Since DriveDock doesn’t provide power to the drives from the FireWire port, an external power supply is necessary. This adds a lot of bulk to DriveDock: it’s about as tall as the DriveDock itself, and almost 3 times as long.

For some reason, WiebeTech puts DriveDock’s label on the bottom of the device. While this is very minor, it did contribute to my co-workers not knowing what it was.


Although several companies make IDE to FireWire converters, there are few that make the circuitry that does the conversion. DriveDock uses the Oxford 911 FireWire bridge, which in testing has shown to be the fastest of all available bridges. Although I don’t have any benchmarking software, Accelerate Your Mac! tested several of the available bridges. In these tests, the Oxford 911 FireWire bridge came out on top almost every time. Although Mike Breeden used the OWC Elite FireWire case as opposed to DriveDock, the performance of the Oxford 911 FireWire bridge tends not to vary much from product to product.
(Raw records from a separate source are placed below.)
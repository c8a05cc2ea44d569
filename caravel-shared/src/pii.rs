use serde::{Deserialize, Serialize, Serializer};
use std::fmt;

/// Wrapper for customer contact data that masks its value in Debug output.
///
/// Order aggregates carry customer phone numbers and addresses; this wrapper
/// keeps them out of log macros like `tracing::info!("{:?}", order)` while
/// still serializing the real value in API responses and store writes.
#[derive(Clone, Deserialize)]
pub struct Masked<T>(pub T);

impl<T> Masked<T> {
    pub fn new(value: T) -> Self {
        Masked(value)
    }

    pub fn into_inner(self) -> T {
        self.0
    }

    pub fn inner(&self) -> &T {
        &self.0
    }
}

impl<T: fmt::Display> fmt::Debug for Masked<T> {
    fn fmt(&self, f: &mut fmt::Formatter<'_>) -> fmt::Result {
        write!(f, "********")
    }
}

impl<T: fmt::Display> fmt::Display for Masked<T> {
    fn fmt(&self, f: &mut fmt::Formatter<'_>) -> fmt::Result {
        write!(f, "********")
    }
}

impl<T: Serialize> Serialize for Masked<T> {
    fn serialize<S>(&self, serializer: S) -> Result<S::Ok, S::Error>
    where
        S: Serializer,
    {
        self.0.serialize(serializer)
    }
}

#[cfg(test)]
mod tests {
    use super::*;

    #[test]
    fn test_debug_output_is_masked() {
        let phone = Masked::new("9801234567".to_string());
        assert_eq!(format!("{:?}", phone), "********");
    }

    #[test]
    fn test_serialization_keeps_real_value() {
        let phone = Masked::new("9801234567".to_string());
        assert_eq!(serde_json::to_string(&phone).unwrap(), "\"9801234567\"");
    }
}
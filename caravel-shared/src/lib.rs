pub mod models;
pub mod pii;

pub use models::{OwnerKind, OwnerRef, StockStatus};
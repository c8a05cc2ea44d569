use caravel_shared::{OwnerKind, OwnerRef};
use serde::{Deserialize, Serialize};
use uuid::Uuid;

use crate::{CoreError, CoreResult};

/// Closed set of caller roles.
///
/// The capability table below replaces the string role comparisons the
/// callers used to scatter across every entry point.
#[derive(Debug, Clone, Copy, Serialize, Deserialize, PartialEq, Eq)]
#[serde(rename_all = "SCREAMING_SNAKE_CASE")]
pub enum ActorRole {
    Admin,
    FactoryStaff,
    DistributorStaff,
    FranchiseStaff,
    Rider,
}

impl ActorRole {
    /// Which roles may create orders against which owner kind.
    pub fn may_create_orders_for(&self, owner: OwnerKind) -> bool {
        match (self, owner) {
            (ActorRole::Admin, _) => true,
            (ActorRole::FactoryStaff, OwnerKind::Factory) => true,
            (ActorRole::DistributorStaff, OwnerKind::Distributor) => true,
            (ActorRole::FranchiseStaff, OwnerKind::Franchise) => true,
            _ => false,
        }
    }

}

/// An authenticated caller, as handed in by the outer HTTP/CLI layer.
#[derive(Debug, Clone, Serialize, Deserialize)]
pub struct Actor {
    pub id: Uuid,
    pub role: ActorRole,
    /// The inventory owner this actor belongs to, if any.
    pub owner: Option<OwnerRef>,
}

impl Actor {
    pub fn new(id: Uuid, role: ActorRole, owner: Option<OwnerRef>) -> Self {
        Self { id, role, owner }
    }

    /// Resolve the owner an order should be created against and check the
    /// capability table. An explicit owner in the request wins over the
    /// actor's own affiliation.
    pub fn resolve_order_owner(&self, requested: Option<OwnerRef>) -> CoreResult<OwnerRef> {
        let owner = requested.or(self.owner).ok_or_else(|| {
            CoreError::ValidationError("an inventory owner is required to create an order".into())
        })?;

        if !self.role.may_create_orders_for(owner.kind()) {
            return Err(CoreError::ForbiddenError(format!(
                "role {:?} may not create orders for {:?}",
                self.role,
                owner.kind()
            )));
        }

        Ok(owner)
    }
}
I threw various tasks at DriveDock, both at home and at work, and I never ran into any problems. My first task was installing OS X 10.1.5 from a graphite G4. Unlike my nightmarish attempts at installing on an external SCSI drive, this went without a hitch.

I followed up the installation of X by copying OS 9.2 from the G4 to DriveDock. There were no problems and I can now boot my PowerBook from DriveDock.

As you would expect, I had no problems working with files on drives connected via DriveDock, since the Mac OS sees it as a normal hard drive.

Since I was satisfied with how it worked with the hard drive, I decided to try connecting a second CD-ROM drive to my PowerBook via DriveDock. After switching the CD-ROM drive from slave to master, everything seemed to work as advertised. I was able to mount disks, play audio CDs in iTunes, and record a disc image in Toast.

After I received my demo unit, WiebeTech updated the DriveDock to take advantage of drives up to 200 GB in size. According to the specifications on the WiebeTech Web site, the model I tested supports drives up to 160 GB. Since I don’t own any drives this large, I wasn’t able to test these limits. If you have one of the older DriveDocks, you can update to the newer model for $69.95.


The FireWire DriveDock certainly works as advertised. Whether or not you should buy it, though, depends on your needs. If you just want to convert a single IDE hard drive to a FireWire drive, you might be better off buying a FireWire case. I briefly looked around Other World Computing’s Web site and they had two full enclosures for sale that were less expensive than DriveDock.

Also, if you want a portable IDE to FireWire solution, there are several disadvantages to DriveDock. The power supply is fairly bulky, you need to keep track of three pieces, and DriveDock offers very little protection for your bare hard drive.

People who will find DriveDock most useful are those who have multiple IDE hard drives they need to connect via FireWire. For instance, there are some who have a different hard drive for each of their projects. Instead of buying multiple FireWire cases or disassembling their only FireWire case whenever they need to switch projects, they need only swap the drive attached to DriveDock.

This is just one example, however. If you have more than one IDE drive you want to connect via FireWire (one at a time, of course) then DriveDock could be exactly what you are looking for.

Reader Comments (1)

Eric Blair (ATPM Staff) · November 8, 2002 - 09:55 EST #1
I've been speaking with James Wiebe of WiebeTech about my issues with the master/slave setting of the drive and my unanswered emails to tech support.

The instructions for the DriveDock have been rewritten and now explicitly state that the drive must be set to the master device. Since this is the only possible bit of hardware configuration that might be necessary, it's great to see this included.

As for the unanswered tech support email, WiebeTech has no record of receiving any of the three emails I sent in mid September. Since I sent them from my .mac account, we believe they might have fallen victim to the .mac outages that occurred earlier this fall.